--- DATA LISTING ---
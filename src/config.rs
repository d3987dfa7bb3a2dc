//! Robot configuration
//!
//! Loaded once at startup from `$ROBOT_CONFIG` or
//! `~/.config/robot_container/robot.toml`. Every section has defaults, so a
//! missing file or a partial file still yields a complete configuration.
//! Nothing here is reconfigurable while the robot runs.

use color_eyre::eyre::{eyre, Result};
use serde::{Deserialize, Serialize};
use std::collections::HashSet;
use std::path::{Path, PathBuf};
use tracing::{debug, info, warn};

use crate::controller::POV_ANGLES;
use crate::subsystems::DeviceId;

const CONFIG_DIR: &str = ".config/robot_container";
const CONFIG_FILE: &str = "robot.toml";
const CONFIG_ENV: &str = "ROBOT_CONFIG";
// Upper bound for a single match period
const MAX_PERIOD_SECS: f64 = 3600.0;

#[derive(Deserialize, Serialize, Clone, Debug, Default, PartialEq)]
#[serde(default)]
pub struct RobotConfig {
    pub controllers: ControllersConfig,
    pub devices: DevicesConfig,
    pub outputs: OutputsConfig,
    pub dpad: DpadConfig,
    #[serde(rename = "loop")]
    pub tick: LoopConfig,
    pub schedule: ScheduleConfig,
}

/// Gamepad ports of the two operator roles.
#[derive(Deserialize, Serialize, Clone, Debug, PartialEq)]
#[serde(default)]
pub struct ControllersConfig {
    pub driver_port: u8,
    pub mech_port: u8,
    pub joystick_deadzone: f32,
}

impl Default for ControllersConfig {
    fn default() -> Self {
        Self {
            driver_port: 0,
            mech_port: 1,
            joystick_deadzone: 0.05,
        }
    }
}

impl ControllersConfig {
    pub fn ports(&self) -> Vec<u8> {
        vec![self.driver_port, self.mech_port]
    }
}

#[derive(Deserialize, Serialize, Clone, Copy, Debug, Default, PartialEq, Eq)]
#[serde(rename_all = "snake_case")]
pub enum DriverKind {
    #[default]
    Simulated,
    Pwm,
}

#[derive(Deserialize, Serialize, Clone, Debug, PartialEq)]
pub struct DeviceConfig {
    pub port: u8,
    #[serde(default)]
    pub inverted: bool,
    #[serde(default)]
    pub driver: DriverKind,
}

impl DeviceConfig {
    fn on(port: u8) -> Self {
        Self {
            port,
            inverted: false,
            driver: DriverKind::Simulated,
        }
    }

    fn inverted_on(port: u8) -> Self {
        Self {
            inverted: true,
            ..Self::on(port)
        }
    }
}

#[derive(Deserialize, Serialize, Clone, Debug, PartialEq)]
#[serde(default)]
pub struct DevicesConfig {
    pub front_left_drive: DeviceConfig,
    pub rear_left_drive: DeviceConfig,
    pub front_right_drive: DeviceConfig,
    pub rear_right_drive: DeviceConfig,
    pub shooter: DeviceConfig,
    pub intake: DeviceConfig,
    pub intake_height: DeviceConfig,
    pub elevator: DeviceConfig,
    pub elevator_wheel: DeviceConfig,
}

impl Default for DevicesConfig {
    fn default() -> Self {
        Self {
            front_left_drive: DeviceConfig::on(1),
            rear_left_drive: DeviceConfig::on(2),
            // Right side motors face the other way
            front_right_drive: DeviceConfig::inverted_on(3),
            rear_right_drive: DeviceConfig::inverted_on(4),
            shooter: DeviceConfig::on(5),
            intake: DeviceConfig::on(6),
            intake_height: DeviceConfig::on(7),
            elevator: DeviceConfig::on(8),
            elevator_wheel: DeviceConfig::on(9),
        }
    }
}

impl DevicesConfig {
    pub fn get(&self, id: DeviceId) -> &DeviceConfig {
        match id {
            DeviceId::FrontLeftDrive => &self.front_left_drive,
            DeviceId::RearLeftDrive => &self.rear_left_drive,
            DeviceId::FrontRightDrive => &self.front_right_drive,
            DeviceId::RearRightDrive => &self.rear_right_drive,
            DeviceId::Shooter => &self.shooter,
            DeviceId::Intake => &self.intake,
            DeviceId::IntakeHeight => &self.intake_height,
            DeviceId::Elevator => &self.elevator,
            DeviceId::ElevatorWheel => &self.elevator_wheel,
        }
    }
}

/// Output magnitudes used by the bindings and the autonomous routine.
#[derive(Deserialize, Serialize, Clone, Debug, PartialEq)]
#[serde(default)]
pub struct OutputsConfig {
    pub intake_output: f64,
    pub adjust_intake_output: f64,
    pub low_shooter_output: f64,
    pub high_shooter_output: f64,
    pub elevator_output: f64,
    pub elevator_wheel_output: f64,
    // Drive output limit while the driver holds the half-speed bumper
    pub half_speed_output: f64,
    pub auto_drive_output: f64,
}

impl Default for OutputsConfig {
    fn default() -> Self {
        Self {
            intake_output: 0.6,
            adjust_intake_output: 0.3,
            low_shooter_output: 0.35,
            high_shooter_output: 0.8,
            elevator_output: 0.5,
            elevator_wheel_output: 0.4,
            half_speed_output: 0.5,
            auto_drive_output: 0.4,
        }
    }
}

/// D-pad angles for elevator up/down.
#[derive(Deserialize, Serialize, Clone, Debug, PartialEq)]
#[serde(default)]
pub struct DpadConfig {
    pub up: u16,
    pub down: u16,
}

impl Default for DpadConfig {
    fn default() -> Self {
        Self { up: 0, down: 180 }
    }
}

#[derive(Deserialize, Serialize, Clone, Debug, PartialEq)]
#[serde(default)]
pub struct LoopConfig {
    pub period_ms: u64,
    // Telemetry is published every N ticks
    pub telemetry_every_ticks: u32,
}

impl Default for LoopConfig {
    fn default() -> Self {
        Self {
            period_ms: 20,
            telemetry_every_ticks: 5,
        }
    }
}

#[derive(Deserialize, Serialize, Clone, Copy, Debug, Default, PartialEq, Eq)]
#[serde(rename_all = "snake_case")]
pub enum ScheduleMode {
    /// Autonomous, then teleop, then disabled
    #[default]
    Match,
    Autonomous,
    Teleop,
    Disabled,
}

#[derive(Deserialize, Serialize, Clone, Debug, PartialEq)]
#[serde(default)]
pub struct ScheduleConfig {
    pub mode: ScheduleMode,
    pub autonomous_secs: f64,
    pub teleop_secs: f64,
}

impl Default for ScheduleConfig {
    fn default() -> Self {
        Self {
            mode: ScheduleMode::Match,
            autonomous_secs: 15.0,
            teleop_secs: 135.0,
        }
    }
}

impl RobotConfig {
    /// Path from `$ROBOT_CONFIG`, else the file in the user's config dir.
    pub fn config_path() -> PathBuf {
        if let Ok(path) = std::env::var(CONFIG_ENV) {
            return PathBuf::from(path);
        }
        let mut path = get_home_dir();
        path.push(CONFIG_DIR);
        path.push(CONFIG_FILE);
        path
    }

    /// Loads and validates the configuration, falling back to defaults when
    /// the file does not exist.
    pub fn load() -> Result<Self> {
        let path = Self::config_path();
        if !path.exists() {
            warn!(
                "No configuration at {}, using defaults",
                path.display()
            );
            let config = Self::default();
            config.validate()?;
            return Ok(config);
        }
        Self::load_from(&path)
    }

    pub fn load_from(path: &Path) -> Result<Self> {
        info!("Loading configuration from {}", path.display());
        let content = std::fs::read_to_string(path)
            .map_err(|e| eyre!("Failed to read config file {}: {}", path.display(), e))?;
        Self::from_toml_str(&content)
    }

    pub fn from_toml_str(content: &str) -> Result<Self> {
        let config: Self =
            toml::from_str(content).map_err(|e| eyre!("Failed to parse config: {}", e))?;
        config.validate()?;
        debug!("Configuration loaded: {:?}", config);
        Ok(config)
    }

    pub fn to_toml_string(&self) -> Result<String> {
        toml::to_string_pretty(self).map_err(|e| eyre!("Failed to serialize config: {}", e))
    }

    pub fn validate(&self) -> Result<()> {
        let controllers = &self.controllers;
        if controllers.driver_port == controllers.mech_port {
            return Err(eyre!(
                "Driver and mechanism controller share port {}",
                controllers.driver_port
            ));
        }
        if !(0.0..1.0).contains(&controllers.joystick_deadzone) {
            return Err(eyre!(
                "Joystick deadzone {} must be within [0, 1)",
                controllers.joystick_deadzone
            ));
        }

        let mut ports = HashSet::new();
        for id in DeviceId::ALL {
            let port = self.devices.get(id).port;
            if !ports.insert(port) {
                return Err(eyre!("Device {} reuses port {}", id, port));
            }
        }

        let outputs = &self.outputs;
        for (name, value) in [
            ("intake_output", outputs.intake_output),
            ("adjust_intake_output", outputs.adjust_intake_output),
            ("low_shooter_output", outputs.low_shooter_output),
            ("high_shooter_output", outputs.high_shooter_output),
            ("elevator_output", outputs.elevator_output),
            ("elevator_wheel_output", outputs.elevator_wheel_output),
            ("auto_drive_output", outputs.auto_drive_output),
        ] {
            if !(-1.0..=1.0).contains(&value) {
                return Err(eyre!("Output {} = {} must be within [-1, 1]", name, value));
            }
        }
        if !(0.0..=1.0).contains(&outputs.half_speed_output) {
            return Err(eyre!(
                "half_speed_output = {} must be within [0, 1]",
                outputs.half_speed_output
            ));
        }

        for (name, angle) in [("up", self.dpad.up), ("down", self.dpad.down)] {
            if !POV_ANGLES.contains(&angle) {
                return Err(eyre!("D-pad {} angle {} is not a POV position", name, angle));
            }
        }

        if self.tick.period_ms == 0 {
            return Err(eyre!("Loop period must be positive"));
        }
        if self.tick.telemetry_every_ticks == 0 {
            return Err(eyre!("telemetry_every_ticks must be positive"));
        }
        for (name, secs) in [
            ("autonomous_secs", self.schedule.autonomous_secs),
            ("teleop_secs", self.schedule.teleop_secs),
        ] {
            // Also rejects NaN
            if !(0.0..=MAX_PERIOD_SECS).contains(&secs) {
                return Err(eyre!(
                    "Schedule {} = {} must be within [0, {}]",
                    name,
                    secs,
                    MAX_PERIOD_SECS
                ));
            }
        }

        Ok(())
    }
}

fn get_home_dir() -> PathBuf {
    dirs::home_dir().unwrap_or_else(|| {
        warn!("Could not determine home directory, using current directory");
        PathBuf::from(".")
    })
}

#[cfg(test)]
mod tests {
    use super::*;
    use std::io::Write;

    #[test]
    fn defaults_are_valid() {
        RobotConfig::default().validate().unwrap();
    }

    #[test]
    fn partial_file_keeps_defaults() {
        let config = RobotConfig::from_toml_str(
            r#"
            [controllers]
            mech_port = 3

            [devices.shooter]
            port = 12
            inverted = true

            [loop]
            period_ms = 10
            "#,
        )
        .unwrap();

        assert_eq!(config.controllers.mech_port, 3);
        assert_eq!(config.controllers.driver_port, 0);
        assert_eq!(config.devices.shooter.port, 12);
        assert!(config.devices.shooter.inverted);
        assert_eq!(config.devices.shooter.driver, DriverKind::Simulated);
        assert_eq!(config.devices.intake, DevicesConfig::default().intake);
        assert_eq!(config.tick.period_ms, 10);
        assert_eq!(config.outputs, OutputsConfig::default());
    }

    #[test]
    fn duplicate_device_ports_are_rejected() {
        let err = RobotConfig::from_toml_str(
            r#"
            [devices.elevator]
            port = 5
            "#,
        )
        .unwrap_err();
        assert!(err.to_string().contains("reuses port 5"));
    }

    #[test]
    fn out_of_range_output_is_rejected() {
        let mut config = RobotConfig::default();
        config.outputs.high_shooter_output = 1.2;
        assert!(config.validate().is_err());

        let mut config = RobotConfig::default();
        config.outputs.half_speed_output = -0.5;
        assert!(config.validate().is_err());
    }

    #[test]
    fn invalid_dpad_angle_is_rejected() {
        let mut config = RobotConfig::default();
        config.dpad.up = 30;
        assert!(config.validate().is_err());
    }

    #[test]
    fn non_finite_schedule_is_rejected() {
        let result = RobotConfig::from_toml_str("[schedule]\nteleop_secs = inf\n");
        assert!(result.is_err());
        let result = RobotConfig::from_toml_str("[schedule]\nautonomous_secs = nan\n");
        assert!(result.is_err());

        let mut config = RobotConfig::default();
        config.schedule.teleop_secs = 1e300;
        assert!(config.validate().is_err());
        config.schedule.teleop_secs = 3600.0;
        assert!(config.validate().is_ok());
    }

    #[test]
    fn shared_controller_port_is_rejected() {
        let mut config = RobotConfig::default();
        config.controllers.mech_port = 0;
        assert!(config.validate().is_err());
    }

    #[test]
    fn file_round_trip() {
        let mut config = RobotConfig::default();
        config.schedule.mode = ScheduleMode::Teleop;
        config.devices.shooter.driver = DriverKind::Pwm;

        let mut file = tempfile::NamedTempFile::new().unwrap();
        file.write_all(config.to_toml_string().unwrap().as_bytes())
            .unwrap();

        let loaded = RobotConfig::load_from(file.path()).unwrap();
        assert_eq!(loaded, config);
    }

    #[test]
    fn unreadable_file_is_an_error() {
        let dir = tempfile::tempdir().unwrap();
        assert!(RobotConfig::load_from(&dir.path().join("missing.toml")).is_err());
    }
}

--- TASK TO CARRY OUT ---
Every line from the one that has "let mut file" down to the last line above must be written out exactly, with both ends included and nothing else.

--- ANSWER TO THIS EXERCISE ---
        let mut file = tempfile::NamedTempFile::new().unwrap();
        file.write_all(config.to_toml_string().unwrap().as_bytes())
            .unwrap();

        let loaded = RobotConfig::load_from(file.path()).unwrap();
        assert_eq!(loaded, config);
    }

    #[test]
    fn unreadable_file_is_an_error() {
        let dir = tempfile::tempdir().unwrap();
        assert!(RobotConfig::load_from(&dir.path().join("missing.toml")).is_err());
    }
}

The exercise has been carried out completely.